Factors Affecting Prognosis:
-Prognosis is highly variable and depends on the severity of marrow failure, the presence and severity of congenital anomalies, the response to treatment (especially HSCT), and the development of malignancies
-The availability of a matched sibling donor for HSCT significantly improves outcomes.
Outcomes:
-With modern management, including early HSCT, survival rates have improved significantly
-Patients who undergo successful HSCT can achieve long-term survival and a good quality of life
-However, survivors may still be at increased risk for certain long-term complications, including secondary malignancies and infertility
-Without HSCT, median survival is typically in the range of 10-20 years, often limited by marrow failure or transformation to leukemia.
Follow Up:
-Long-term follow-up is essential for all FA patients, regardless of transplant status
-This includes: Regular CBC monitoring
-Surveillance for secondary malignancies through physical exams and imaging as indicated
-Monitoring for late effects of HSCT (e.g., graft-versus-host disease, organ toxicity, endocrine dysfunction)
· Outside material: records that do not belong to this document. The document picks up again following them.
//! Building constraints from an externally extracted signature.
//!
//! The engine never inspects live code. Callers hand over a
//! [`SignatureDescription`], usually parsed from JSON, and get back a
//! parameter-name to [`Constraint`] map ready for the matrix builder.
//!
//! ```json
//! {
//!   "parameters": [
//!     { "name": "count", "type": { "kind": "integer", "min": 0, "max": 10 } },
//!     { "name": "label", "type": { "kind": "text", "max_len": 8 } }
//!   ]
//! }
//! ```

use serde::{Deserialize, Serialize};
use std::collections::BTreeMap;

use crate::domain::{Constraint, ConstraintError, ListConstraint, NumericConstraint, TextConstraint, Value};
use crate::matrix::Signature;

pub type SignatureResult<T> = Result<T, SignatureError>;

#[derive(Debug, Clone, PartialEq, thiserror::Error)]
pub enum SignatureError {
    #[error("malformed signature description: {0}")]
    Parse(String),

    #[error("parameter name must not be empty")]
    EmptyName,

    #[error("duplicate parameter '{0}'")]
    DuplicateParameter(String),

    #[error("parameter '{parameter}': {source}")]
    Constraint {
        parameter: String,
        #[source]
        source: ConstraintError,
    },
}

impl From<serde_json::Error> for SignatureError {
    fn from(e: serde_json::Error) -> Self {
        SignatureError::Parse(e.to_string())
    }
}

#[derive(Debug, Clone, PartialEq, Serialize, Deserialize)]
pub struct ParameterDescription {
    pub name: String,
    #[serde(rename = "type")]
    pub ty: TypeDescription,
}

#[derive(Debug, Clone, PartialEq, Serialize, Deserialize)]
#[serde(tag = "kind", rename_all = "snake_case")]
pub enum TypeDescription {
    Integer {
        #[serde(default)]
        min: Option<i64>,
        #[serde(default)]
        max: Option<i64>,
        #[serde(default)]
        step: Option<u64>,
    },
    Boolean,
    Text {
        #[serde(default)]
        min_len: usize,
        #[serde(default)]
        max_len: Option<usize>,
        #[serde(default)]
        alphabet: Option<String>,
    },
    Enum {
        values: Vec<Value>,
    },
    Record {
        fields: Vec<ParameterDescription>,
    },
    Optional {
        inner: Box<TypeDescription>,
        #[serde(default = "default_presence")]
        presence: f64,
    },
    List {
        element: Box<TypeDescription>,
        #[serde(default)]
        min_len: usize,
        #[serde(default)]
        max_len: Option<usize>,
    },
}

fn default_presence() -> f64 {
    0.5
}

impl TypeDescription {
    pub fn to_constraint(&self) -> Constraint {
        match self {
            TypeDescription::Integer { min, max, step } => Constraint::Numeric(NumericConstraint {
                min: *min,
                max: *max,
                step: *step,
            }),
            TypeDescription::Boolean => Constraint::boolean(),
            TypeDescription::Text { min_len, max_len, alphabet } => Constraint::Text(TextConstraint {
                min_len: *min_len,
                max_len: *max_len,
                alphabet: alphabet.as_ref().map(|a| a.chars().collect()),
            }),
            TypeDescription::Enum { values } => Constraint::Enumerated(values.clone()),
            TypeDescription::Record { fields } => Constraint::Composite(
                fields.iter().map(|f| (f.name.clone(), f.ty.to_constraint())).collect(),
            ),
            TypeDescription::Optional { inner, presence } => Constraint::optional(inner.to_constraint(), *presence),
            TypeDescription::List { element, min_len, max_len } => Constraint::List(ListConstraint {
                element: Box::new(element.to_constraint()),
                min_len: *min_len,
                max_len: *max_len,
            }),
        }
    }
}

/// Parameters of one callable, in declaration order.
#[derive(Debug, Clone, PartialEq, Default, Serialize, Deserialize)]
pub struct SignatureDescription {
    pub parameters: Vec<ParameterDescription>,
}

impl SignatureDescription {
    pub fn from_json(json: &str) -> SignatureResult<Self> {
        Ok(serde_json::from_str(json)?)
    }
}

/// Turn a signature description into checked constraints.
pub fn build_constraints_from_signature(description: &SignatureDescription) -> SignatureResult<Signature> {
    let mut constraints = BTreeMap::new();
    for parameter in &description.parameters {
        if parameter.name.is_empty() {
            return Err(SignatureError::EmptyName);
        }
        let constraint = parameter.ty.to_constraint();
        constraint
            .check()
            .map_err(|source| SignatureError::Constraint { parameter: parameter.name.clone(), source })?;
        if constraints.insert(parameter.name.clone(), constraint).is_some() {
            return Err(SignatureError::DuplicateParameter(parameter.name.clone()));
        }
    }
    Ok(constraints)
}
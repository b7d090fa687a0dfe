//! Run report wire form
//!
//! The [`Report`] is the one artifact handed to reporting and CLI layers. It
//! serializes to camelCase JSON and parses back to an equal value.

use serde::{Deserialize, Serialize};

use crate::case::{CaseResult, Outcome};
use crate::domain::Bindings;
use crate::engine_orchestrator::RunSummary;
use crate::property::{PropertyResult, PropertyStatus};

/// How a counter-example failed
#[derive(Debug, Clone, Copy, PartialEq, Eq, Serialize, Deserialize)]
#[serde(rename_all = "snake_case")]
pub enum FailureKind {
    Fail,
    Error,
}

#[derive(Debug, Clone, PartialEq, Serialize, Deserialize)]
#[serde(rename_all = "camelCase")]
pub struct ReportedCounterExample {
    /// Property name, or the test case name for generated cases.
    pub property_name: String,
    pub minimal_input: Bindings,
    pub shrink_step_count: usize,
    pub kind: FailureKind,
    pub reason: String,
}

#[derive(Debug, Clone, PartialEq, Serialize, Deserialize)]
#[serde(rename_all = "camelCase")]
pub struct Report {
    pub pass_count: usize,
    pub fail_count: usize,
    pub error_count: usize,
    #[serde(default)]
    pub skipped_count: usize,
    pub coverage_percentage: f64,
    pub counter_examples: Vec<ReportedCounterExample>,
    #[serde(default)]
    pub cancelled: bool,
    #[serde(default)]
    pub gaps: Vec<String>,
}

impl Report {
    pub fn from_case_run(summary: &RunSummary<CaseResult>) -> Self {
        let mut report = Self::empty(summary);
        for result in &summary.results {
            let (kind, reason) = match &result.outcome {
                Outcome::Pass => {
                    report.pass_count += 1;
                    continue;
                }
                Outcome::Fail(reason) => {
                    report.fail_count += 1;
                    (FailureKind::Fail, reason.clone())
                }
                Outcome::Error(description) => {
                    report.error_count += 1;
                    (FailureKind::Error, description.clone())
                }
            };
            report.counter_examples.push(ReportedCounterExample {
                property_name: result.case.name.clone(),
                minimal_input: result.case.inputs.clone(),
                shrink_step_count: 0,
                kind,
                reason,
            });
        }
        report
    }

    pub fn from_property_run(summary: &RunSummary<PropertyResult>) -> Self {
        let mut report = Self::empty(summary);
        for result in &summary.results {
            let (kind, reason) = match &result.status {
                PropertyStatus::Passed => {
                    report.pass_count += 1;
                    continue;
                }
                PropertyStatus::Failed(reason) => {
                    report.fail_count += 1;
                    (FailureKind::Fail, reason.clone())
                }
                PropertyStatus::Errored(description) => {
                    report.error_count += 1;
                    (FailureKind::Error, description.clone())
                }
            };
            if let Some(counter) = &result.counter_example {
                report.counter_examples.push(ReportedCounterExample {
                    property_name: result.property.clone(),
                    minimal_input: counter.input.clone(),
                    shrink_step_count: result.shrink_steps,
                    kind,
                    reason,
                });
            }
        }
        report
    }

    fn empty<R>(summary: &RunSummary<R>) -> Self {
        Self {
            pass_count: 0,
            fail_count: 0,
            error_count: 0,
            skipped_count: summary.skipped,
            coverage_percentage: summary.coverage.percentage,
            counter_examples: Vec::new(),
            cancelled: summary.stopped.is_some(),
            gaps: summary.gaps.clone(),
        }
    }

    pub fn total(&self) -> usize {
        self.pass_count + self.fail_count + self.error_count
    }

    pub fn to_json(&self) -> serde_json::Result<String> {
        serde_json::to_string_pretty(self)
    }

    pub fn from_json(json: &str) -> serde_json::Result<Self> {
        serde_json::from_str(json)
    }
}
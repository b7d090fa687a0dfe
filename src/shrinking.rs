//! Counter-example shrinking
//!
//! An explicit worklist loop over a single failing candidate. Each round
//! proposes simpler variants of the current bindings through type-specific
//! reductions and greedily accepts the first proposal that
//!
//! - still satisfies every parameter constraint,
//! - still fails, and fails the same way (violated vs raised), and
//! - is strictly simpler under [`bindings_sort_key`].
//!
//! The loop stops when a full round finds no improvement, when the round
//! limit is reached, or when the run is interrupted. Proposals already
//! evaluated are remembered and never re-run.

use log::{debug, warn};
use serde::{Deserialize, Serialize};
use std::collections::HashSet;

use crate::cancel::{Interrupt, StopReason};
use crate::case::TestCase;
use crate::domain::{bindings_sort_key, neutral_value, numeric_target, render_bindings, Bindings, Constraint, Value};
use crate::matrix::Signature;
use crate::predicate::Verdict;

/// A limit stopped work before it converged. Recorded in results, never
/// returned as an `Err`.
#[derive(Debug, Clone, Copy, PartialEq, Eq, Serialize, Deserialize, thiserror::Error)]
#[serde(rename_all = "snake_case")]
pub enum BoundExhausted {
    #[error("shrink round limit of {0} reached")]
    ShrinkRounds(usize),

    #[error("run deadline reached")]
    Deadline,

    #[error("run cancelled")]
    Cancelled,
}

impl From<StopReason> for BoundExhausted {
    fn from(reason: StopReason) -> Self {
        match reason {
            StopReason::Cancelled => BoundExhausted::Cancelled,
            StopReason::DeadlineReached => BoundExhausted::Deadline,
        }
    }
}

/// The transformation a shrink step applied.
#[derive(Debug, Clone, PartialEq, Eq, Serialize, Deserialize)]
#[serde(rename_all = "snake_case")]
pub enum Reduction {
    JumpToTarget,
    HalveTowardTarget,
    StepTowardTarget,
    RemoveSlice { start: usize, len: usize },
    SimplifyChar { index: usize },
    ReplaceWithNull,
    EarlierVariant { index: usize },
    RemoveElements { start: usize, len: usize },
}

/// One accepted reduction: which parameter, where inside its value, and how.
#[derive(Debug, Clone, PartialEq, Eq, Serialize, Deserialize)]
pub struct ShrinkStep {
    pub parameter: String,
    /// `$` for the parameter itself, `$.field` and `$[i]` below it.
    pub path: String,
    pub reduction: Reduction,
}

/// The current failing case plus the steps that led to it.
#[derive(Debug, Clone)]
pub struct ShrinkCandidate {
    pub case: TestCase,
    pub lineage: Vec<ShrinkStep>,
}

impl ShrinkCandidate {
    pub fn new(case: TestCase) -> Self {
        Self { case, lineage: Vec::new() }
    }

    pub fn inputs(&self) -> &Bindings {
        &self.case.inputs
    }
}

/// What the shrink search ended with.
#[derive(Debug, Clone)]
pub struct ShrinkOutcome {
    pub candidate: ShrinkCandidate,
    /// Verdict of the final candidate; always a failure of the original kind.
    pub verdict: Verdict,
    pub rounds: usize,
    pub calls: usize,
    pub changes: usize,
    pub exhausted: Option<BoundExhausted>,
}

impl ShrinkOutcome {
    pub fn steps(&self) -> usize {
        self.candidate.lineage.len()
    }
}

/// A proposed replacement for a value somewhere inside one parameter.
struct Proposal {
    path: String,
    reduction: Reduction,
    value: Value,
}

/// Greedy shrinker over a failing binding set.
pub struct Shrinker<'a, F>
where
    F: Fn(&Bindings) -> Verdict,
{
    constraints: &'a Signature,
    oracle: F,
    current: ShrinkCandidate,
    verdict: Verdict,
    seen: HashSet<String>,
    calls: usize,
    changes: usize,
    round_limit: usize,
    interrupt: Interrupt,
}

impl<'a, F> Shrinker<'a, F>
where
    F: Fn(&Bindings) -> Verdict,
{
    /// `verdict` is the failure observed for `case`; `oracle` re-evaluates a
    /// candidate binding set.
    pub fn new(case: TestCase, verdict: Verdict, constraints: &'a Signature, oracle: F, round_limit: usize) -> Self {
        let mut seen = HashSet::new();
        seen.insert(render_bindings(&case.inputs));
        Self {
            constraints,
            oracle,
            current: ShrinkCandidate::new(case),
            verdict,
            seen,
            calls: 0,
            changes: 0,
            round_limit,
            interrupt: Interrupt::none(),
        }
    }

    pub fn with_interrupt(mut self, interrupt: Interrupt) -> Self {
        self.interrupt = interrupt;
        self
    }

    /// Evaluate a candidate and adopt it if it is an improvement.
    fn consider(&mut self, inputs: Bindings, step: ShrinkStep) -> bool {
        if !self.seen.insert(render_bindings(&inputs)) {
            return false;
        }
        if bindings_sort_key(&inputs) >= bindings_sort_key(&self.current.case.inputs) {
            return false;
        }
        let valid = inputs
            .iter()
            .all(|(name, value)| self.constraints.get(name).map_or(true, |c| c.contains(value)));
        if !valid {
            return false;
        }
        self.calls += 1;
        let verdict = (self.oracle)(&inputs);
        if verdict.holds() || !verdict.same_failure_kind(&self.verdict) {
            return false;
        }
        debug!("shrink accepted {:?} on {}{}: {}", step.reduction, step.parameter, &step.path[1..], render_bindings(&inputs));
        self.current.case.inputs = inputs;
        self.current.lineage.push(step);
        self.verdict = verdict;
        self.changes += 1;
        true
    }

    /// Run one round. Returns whether any proposal was accepted, or the
    /// reason work was interrupted.
    fn run_round(&mut self) -> Result<bool, StopReason> {
        let names: Vec<String> = self.current.case.inputs.keys().cloned().collect();
        for name in names {
            let constraint = match self.constraints.get(&name) {
                Some(c) => c,
                None => continue,
            };
            let value = match self.current.case.inputs.get(&name) {
                Some(v) => v.clone(),
                None => continue,
            };
            let mut proposals = Vec::new();
            propose(constraint, &value, "$", &mut proposals);
            for proposal in proposals {
                if let Some(reason) = self.interrupt.triggered() {
                    return Err(reason);
                }
                let mut inputs = self.current.case.inputs.clone();
                inputs.insert(name.clone(), proposal.value);
                let step = ShrinkStep { parameter: name.clone(), path: proposal.path, reduction: proposal.reduction };
                if self.consider(inputs, step) {
                    return Ok(true);
                }
            }
        }
        Ok(false)
    }

    pub fn shrink(mut self) -> ShrinkOutcome {
        let mut rounds = 0;
        let mut exhausted = None;
        loop {
            if rounds >= self.round_limit {
                warn!("shrinking stopped after {} rounds without converging", rounds);
                exhausted = Some(BoundExhausted::ShrinkRounds(self.round_limit));
                break;
            }
            rounds += 1;
            match self.run_round() {
                Ok(true) => continue,
                Ok(false) => break,
                Err(reason) => {
                    warn!("shrinking interrupted: {:?}", reason);
                    exhausted = Some(reason.into());
                    break;
                }
            }
        }
        ShrinkOutcome {
            candidate: self.current,
            verdict: self.verdict,
            rounds,
            calls: self.calls,
            changes: self.changes,
            exhausted,
        }
    }
}

/// Lengths to try removing, largest first: `max, max/2, max/4, ..., 1`.
fn removal_lengths(max: usize) -> Vec<usize> {
    let mut lengths = Vec::new();
    let mut len = max;
    while len > 0 {
        lengths.push(len);
        len /= 2;
    }
    lengths
}

/// Append the reductions of `value` under `constraint` at `path`.
fn propose(constraint: &Constraint, value: &Value, path: &str, out: &mut Vec<Proposal>) {
    let push = |reduction: Reduction, replacement: Value, out: &mut Vec<Proposal>| {
        if &replacement != value && !out.iter().any(|p: &Proposal| p.path == path && p.value == replacement) {
            out.push(Proposal { path: path.to_string(), reduction, value: replacement });
        }
    };
    match (constraint, value) {
        (Constraint::Numeric(n), Value::Int(v)) => {
            let target = numeric_target(n) as i128;
            let v = *v as i128;
            let diff = v - target;
            if diff == 0 {
                return;
            }
            let step = n.step() as i128;
            push(Reduction::JumpToTarget, Value::Int(target as i64), out);
            let half = (diff / 2) / step * step;
            if half != 0 {
                push(Reduction::HalveTowardTarget, Value::Int((target + half) as i64), out);
            }
            push(Reduction::StepTowardTarget, Value::Int((v - diff.signum() * step) as i64), out);
        }
        (Constraint::Text(t), Value::Text(s)) => {
            let chars: Vec<char> = s.chars().collect();
            let removable = chars.len().saturating_sub(t.min_len);
            for len in removal_lengths(removable) {
                for start in 0..=(chars.len() - len) {
                    let shorter: String = chars[..start].iter().chain(&chars[start + len..]).collect();
                    push(Reduction::RemoveSlice { start, len }, Value::Text(shorter), out);
                }
            }
            if let Some(&lowest) = t.alphabet_chars().first() {
                for (index, &ch) in chars.iter().enumerate() {
                    if ch != lowest {
                        let mut simpler = chars.clone();
                        simpler[index] = lowest;
                        push(Reduction::SimplifyChar { index }, Value::Text(simpler.into_iter().collect()), out);
                    }
                }
            }
        }
        (Constraint::Enumerated(values), v) => {
            if let Some(position) = values.iter().position(|candidate| candidate == v) {
                for (index, earlier) in values[..position].iter().enumerate() {
                    push(Reduction::EarlierVariant { index }, earlier.clone(), out);
                }
            }
        }
        (Constraint::Optional(o), v) => {
            if v.is_null() {
                return;
            }
            if o.allows_null() {
                push(Reduction::ReplaceWithNull, Value::Null, out);
            }
            propose(&o.inner, v, path, out);
        }
        (Constraint::Composite(fields), Value::Record(record)) => {
            for (name, field) in fields {
                let Some(index) = record.iter().position(|(n, _)| n == name) else {
                    continue;
                };
                let mut nested = Vec::new();
                propose(field, &record[index].1, &format!("{}.{}", path, name), &mut nested);
                for proposal in nested {
                    let mut replaced = record.clone();
                    replaced[index].1 = proposal.value;
                    out.push(Proposal { path: proposal.path, reduction: proposal.reduction, value: Value::Record(replaced) });
                }
            }
        }
        (Constraint::List(l), Value::List(items)) => {
            let removable = items.len().saturating_sub(l.min_len);
            for len in removal_lengths(removable) {
                for start in 0..=(items.len() - len) {
                    let mut shorter = items[..start].to_vec();
                    shorter.extend_from_slice(&items[start + len..]);
                    push(Reduction::RemoveElements { start, len }, Value::List(shorter), out);
                }
            }
            let filler = neutral_value(&l.element).ok();
            for (index, item) in items.iter().enumerate() {
                let mut nested = Vec::new();
                propose(&l.element, item, &format!("{}[{}]", path, index), &mut nested);
                if let Some(filler) = &filler {
                    if filler != item && !nested.iter().any(|p| &p.value == filler) {
                        nested.insert(
                            0,
                            Proposal {
                                path: format!("{}[{}]", path, index),
                                reduction: Reduction::JumpToTarget,
                                value: filler.clone(),
                            },
                        );
                    }
                }
                for proposal in nested {
                    let mut replaced = items.clone();
                    replaced[index] = proposal.value;
                    out.push(Proposal { path: proposal.path, reduction: proposal.reduction, value: Value::List(replaced) });
                }
            }
        }
        _ => {}
    }
}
-Genetic counseling for affected individuals and their families
-Fertility preservation discussions for adolescents.

Key Points

Exam Focus:
-Fanconi anemia is an autosomal recessive disorder of DNA repair leading to progressive bone marrow failure, congenital anomalies, and cancer predisposition
-Chromosomal breakage assays (DEB/MMC) are diagnostic
-Hematopoietic Stem Cell Transplantation (HSCT) is the only curative therapy
-Increased risk of AML and squamous cell carcinomas.
Clinical Pearls:
-Always suspect FA in a child with pancytopenia and congenital anomalies, especially radial defects
-A family history of similar issues or early deaths should raise suspicion
-Early referral to a specialized center for HSCT evaluation is critical
-Remember the triad: BM failure, congenital anomalies, cancer risk.
Common Mistakes:
-Delayed diagnosis by attributing cytopenias solely to other causes without considering underlying genetic syndromes
-Underestimating the cancer risk and failing to implement adequate surveillance
-Not performing chromosomal breakage tests when FA is suspected, leading to a missed diagnosis
-Inadequate pre-HSCT workup or post-HSCT care.